George Edward Frost was born in Cambridge in 1893, to Agnes Annie and Frederick Jeffrey Frost. Both parents are buried in this grave. George had three sisters, Winfred born 1889, Maud born 1890, and Agnes born 1897.
In 1911 he worked as a clerk at St Johns College. He worked there until he enlisted in the Cambridge regiment in October 1914.

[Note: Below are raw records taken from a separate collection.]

//! Product catalog model.
//!
//! Products are read-only inputs to the subscription lifecycle: the only thing
//! the lifecycle ever takes from a product is its duration. Everything here is
//! deterministic (no IO); storage lives in `tenure-infra`.

pub mod page;
pub mod product;
pub mod seed;

pub use page::{Page, PageRequest};
pub use product::{Product, SubscriptionDuration};
pub use seed::default_products;
//! The default catalog: one monthly, one yearly and one lifetime plan.

use chrono::{DateTime, Utc};
use uuid::Uuid;

use tenure_core::ProductId;

use crate::product::{Product, SubscriptionDuration};

pub const MONTHLY_PLAN_ID: Uuid = Uuid::from_u128(0x11111111_1111_1111_1111_111111111111);
pub const YEARLY_PLAN_ID: Uuid = Uuid::from_u128(0x22222222_2222_2222_2222_222222222222);
pub const LIFETIME_PLAN_ID: Uuid = Uuid::from_u128(0x33333333_3333_3333_3333_333333333333);

/// Products every fresh deployment starts with, ordered by duration.
pub fn default_products(now: DateTime<Utc>) -> Vec<Product> {
    vec![
        Product::new(
            ProductId::from_uuid(MONTHLY_PLAN_ID),
            "Monthly Plan",
            999,
            SubscriptionDuration::MONTH,
            now,
        )
        .with_description("Access all features for 1 month"),
        Product::new(
            ProductId::from_uuid(YEARLY_PLAN_ID),
            "Yearly Plan",
            9999,
            SubscriptionDuration::YEAR,
            now,
        )
        .with_description("Access all features for 1 year (15% discount)"),
        Product::new(
            ProductId::from_uuid(LIFETIME_PLAN_ID),
            "Lifetime Plan",
            29999,
            SubscriptionDuration::LIFETIME,
            now,
        )
        .with_description("Lifetime access (one-time payment)"),
    ]
}
//! Infrastructure layer: subscription and catalog storage, the concurrency
//! guard, and Postgres bootstrapping.

pub mod catalog;
pub mod db;
pub mod error;
pub mod guard;
pub mod subscription_store;

pub use catalog::{InMemoryProductCatalog, PostgresProductCatalog, ProductCatalog};
pub use error::{CatalogError, StoreError};
pub use guard::ConcurrencyGuard;
pub use subscription_store::{
    InMemorySubscriptionStore, PostgresSubscriptionStore, SubscriptionStore,
};
use std::sync::Arc;

use axum::{
    Json, Router,
    extract::{Extension, Path, Query},
    http::StatusCode,
    response::IntoResponse,
    routing::get,
};

use crate::app::dto::{self, Envelope, ProductResponse};
use crate::app::errors;
use crate::app::services::AppServices;

pub fn router() -> Router {
    Router::new()
        .route("/", get(list_products))
        .route("/:id", get(get_product))
}

pub async fn list_products(
    Extension(services): Extension<Arc<AppServices>>,
    Query(query): Query<dto::ListProductsQuery>,
) -> axum::response::Response {
    match services.catalog.list_products(query.to_request()).await {
        Ok(page) => (StatusCode::OK, Json(dto::product_page(page))).into_response(),
        Err(e) => errors::catalog_error_to_response(e),
    }
}

pub async fn get_product(
    Extension(services): Extension<Arc<AppServices>>,
    Path(id): Path<String>,
) -> axum::response::Response {
    match services.catalog.get_product(&id).await {
        Ok(product) => (
            StatusCode::OK,
            Json(Envelope::data(ProductResponse::from(product))),
        )
            .into_response(),
        Err(e) => errors::catalog_error_to_response(e),
    }
}
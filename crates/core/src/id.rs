//! Strongly-typed identifiers.
//!
//! Every identifier is a UUID newtype. Parsing from text is the only way an
//! externally supplied id enters the system, so `FromStr` is where malformed
//! ids are rejected with [`DomainError::InvalidId`].

use core::str::FromStr;
use serde::{Deserialize, Serialize};
use uuid::Uuid;

use crate::error::DomainError;

/// Identifier of a subscription record.
#[derive(Debug, Copy, Clone, PartialEq, Eq, Hash, Serialize, Deserialize)]
#[serde(transparent)]
pub struct SubscriptionId(Uuid);

/// Opaque identifier of the purchasing principal.
#[derive(Debug, Copy, Clone, PartialEq, Eq, Hash, Serialize, Deserialize)]
#[serde(transparent)]
pub struct UserId(Uuid);

/// Identifier of a catalog product.
#[derive(Debug, Copy, Clone, PartialEq, Eq, Hash, Serialize, Deserialize)]
#[serde(transparent)]
pub struct ProductId(Uuid);

macro_rules! impl_uuid_newtype {
    ($t:ty, $name:literal) => {
        impl $t {
            /// Create a new identifier.
            ///
            /// Uses UUIDv7 (time-ordered). Prefer passing IDs explicitly in tests
            /// for determinism.
            pub fn new() -> Self {
                Self(Uuid::now_v7())
            }

            pub fn from_uuid(uuid: Uuid) -> Self {
                Self(uuid)
            }

            pub fn as_uuid(&self) -> &Uuid {
                &self.0
            }
        }

        impl Default for $t {
            fn default() -> Self {
                Self::new()
            }
        }

        impl core::fmt::Display for $t {
            fn fmt(&self, f: &mut core::fmt::Formatter<'_>) -> core::fmt::Result {
                core::fmt::Display::fmt(&self.0, f)
            }
        }

        impl From<Uuid> for $t {
            fn from(value: Uuid) -> Self {
                Self(value)
            }
        }

        impl From<$t> for Uuid {
            fn from(value: $t) -> Self {
                value.0
            }
        }

        impl FromStr for $t {
            type Err = DomainError;

            fn from_str(s: &str) -> Result<Self, Self::Err> {
                let uuid = Uuid::from_str(s.trim())
                    .map_err(|e| DomainError::invalid_id(format!("{}: {}", $name, e)))?;
                Ok(Self(uuid))
            }
        }
    };
}

impl_uuid_newtype!(SubscriptionId, "SubscriptionId");
impl_uuid_newtype!(UserId, "UserId");
impl_uuid_newtype!(ProductId, "ProductId");
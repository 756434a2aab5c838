//! HTTP API application wiring (Axum router + service wiring).
//!
//! - `services.rs`: storage wiring (in-memory or Postgres stores)
//! - `routes/`: HTTP routes + handlers (one file per resource)
//! - `dto.rs`: response envelope and JSON mapping helpers
//! - `errors.rs`: consistent error responses

use std::sync::Arc;

use axum::{Extension, Router, routing::get};
use tower::ServiceBuilder;
use tower_http::request_id::{MakeRequestUuid, PropagateRequestIdLayer, SetRequestIdLayer};
use tower_http::trace::{DefaultMakeSpan, DefaultOnResponse, TraceLayer};
use tracing::Level;

use crate::middleware;

pub mod dto;
pub mod errors;
pub mod routes;
pub mod services;

pub use services::{AppServices, build_services};

/// Build the full HTTP router (public entrypoint used by `main.rs`).
pub fn build_app(services: AppServices) -> Router {
    let domain = routes::router()
        .layer(Extension(Arc::new(services)))
        .layer(axum::middleware::from_fn(middleware::caller_middleware));

    Router::new()
        .route("/health", get(routes::system::health))
        .merge(domain)
        .layer(
            ServiceBuilder::new()
                .layer(SetRequestIdLayer::x_request_id(MakeRequestUuid))
                .layer(PropagateRequestIdLayer::x_request_id())
                .layer(
                    TraceLayer::new_for_http()
                        .make_span_with(DefaultMakeSpan::new().level(Level::INFO))
                        .on_response(DefaultOnResponse::new().level(Level::INFO)),
                ),
        )
}
//! Postgres bootstrap: pool construction, schema creation and catalog seeding.

mod config;

use std::time::Duration;

use chrono::Utc;
use sqlx::PgPool;
use sqlx::postgres::PgPoolOptions;
use tracing::{info, instrument};

use tenure_catalog::{Product, default_products};

pub use config::DatabaseConfig;

use crate::error::{CatalogError, StoreError, map_catalog_sqlx_error, map_sqlx_error};

const SCHEMA: &str = include_str!("../../migrations/0001_init.sql");

/// Open a connection pool.
#[instrument(skip(config), fields(max_connections = config.max_connections), err)]
pub async fn connect(config: &DatabaseConfig) -> Result<PgPool, StoreError> {
    PgPoolOptions::new()
        .max_connections(config.max_connections)
        .acquire_timeout(Duration::from_secs(config.connect_timeout_secs))
        .connect(&config.url)
        .await
        .map_err(|e| map_sqlx_error("connect", e))
}

/// Create tables and indexes. Idempotent.
#[instrument(skip(pool), err)]
pub async fn migrate(pool: &PgPool) -> Result<(), StoreError> {
    sqlx::raw_sql(SCHEMA)
        .execute(pool)
        .await
        .map_err(|e| map_sqlx_error("migrate", e))?;
    info!("schema ready");
    Ok(())
}

/// Insert the default products if the catalog is empty.
///
/// Returns the number of rows inserted.
#[instrument(skip(pool), err)]
pub async fn seed_default_products(pool: &PgPool) -> Result<u64, CatalogError> {
    let existing: i64 = sqlx::query_scalar("SELECT COUNT(*) FROM products")
        .fetch_one(pool)
        .await
        .map_err(|e| map_catalog_sqlx_error("count_products", e))?;
    if existing > 0 {
        return Ok(0);
    }
    seed_products(pool, &default_products(Utc::now())).await
}

/// Insert products, leaving rows that already exist untouched.
pub async fn seed_products(pool: &PgPool, products: &[Product]) -> Result<u64, CatalogError> {
    let mut inserted = 0;
    for product in products {
        product.validate()?;

        let result = sqlx::query(
            r#"
            INSERT INTO products (
                id, name, description, price, tax_rate_bps, duration_days, created_at, updated_at
            )
            VALUES ($1, $2, $3, $4, $5, $6, $7, $8)
            ON CONFLICT (id) DO NOTHING
            "#,
        )
        .bind(product.id.as_uuid())
        .bind(&product.name)
        .bind(&product.description)
        .bind(product.price as i64)
        .bind(product.tax_rate_bps as i32)
        .bind(product.duration.days())
        .bind(product.created_at)
        .bind(product.updated_at)
        .execute(pool)
        .await
        .map_err(|e| map_catalog_sqlx_error("seed_products", e))?;

        inserted += result.rows_affected();
    }

    if inserted > 0 {
        info!(inserted, "catalog seeded");
    }
    Ok(inserted)
}
//! Subscription lifecycle (pure decision logic).
//!
//! This crate decides *what* a subscription looks like after an operation. It
//! performs no IO and never looks at version numbers; persisting a decision
//! and guarding it against concurrent writers is the store's job.

pub mod lifecycle;
pub mod subscription;

pub use lifecycle::{
    ExpiryPolicy, LifecycleError, Transition, decide_cancel, decide_create, decide_expiry,
    decide_pause, decide_unpause, effective_snapshot,
};
pub use subscription::{Subscription, SubscriptionStatus, UnknownStatus};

He was killed in action on the 18th of September 1918. The Cambridge Independent Press reported his death as follows:
Official news has been received of the death in action, on September 18th, of Corpl G E Frost, of the Cambs Regiment, only son of the late Mr Fred and Mrs Frost, of 9, Willow-walk, Cambridge. The chaplain of the battalion writes to say: “He went over the top with his company, but during the fighting was hit in the head by a machine-gun bullet, and died instantly. It was impossible to do anything for him, else how willingly we would have done it. We carried his body in after the battle, and buried him in the Spades Cemetery, a new one we have made just in front of Ephey. The commanding officer asks me to say how greatly he regrets the loss of such an ecellent and gallant NCO, and how deeply he sympathises with the family.” Corpl Frost enlisted in October, 1914, and went to France with the first draft in July, 1915. He was with the regiment twelve months, after which he was on the staff of the Brigade headquarters. He rejoined his regiment to take a commission only a few weeks before he was killed. He was a Caius College Chorister, and an old Higher Grade School boy. He was well known in football and rowing circles, having been a member of the team that won the Letts’ Cup for football, and the Cup for the College Servants’ Junior Fours in 1913. In 1914 he was elected hon sec of the Cambridge University and College Servants’ Club. At the time of joining up he was a clerk in the office of St John’s College. He leaves a mother and three sisters to mourn their loss.”( Cambridge independent press 18 October 1918)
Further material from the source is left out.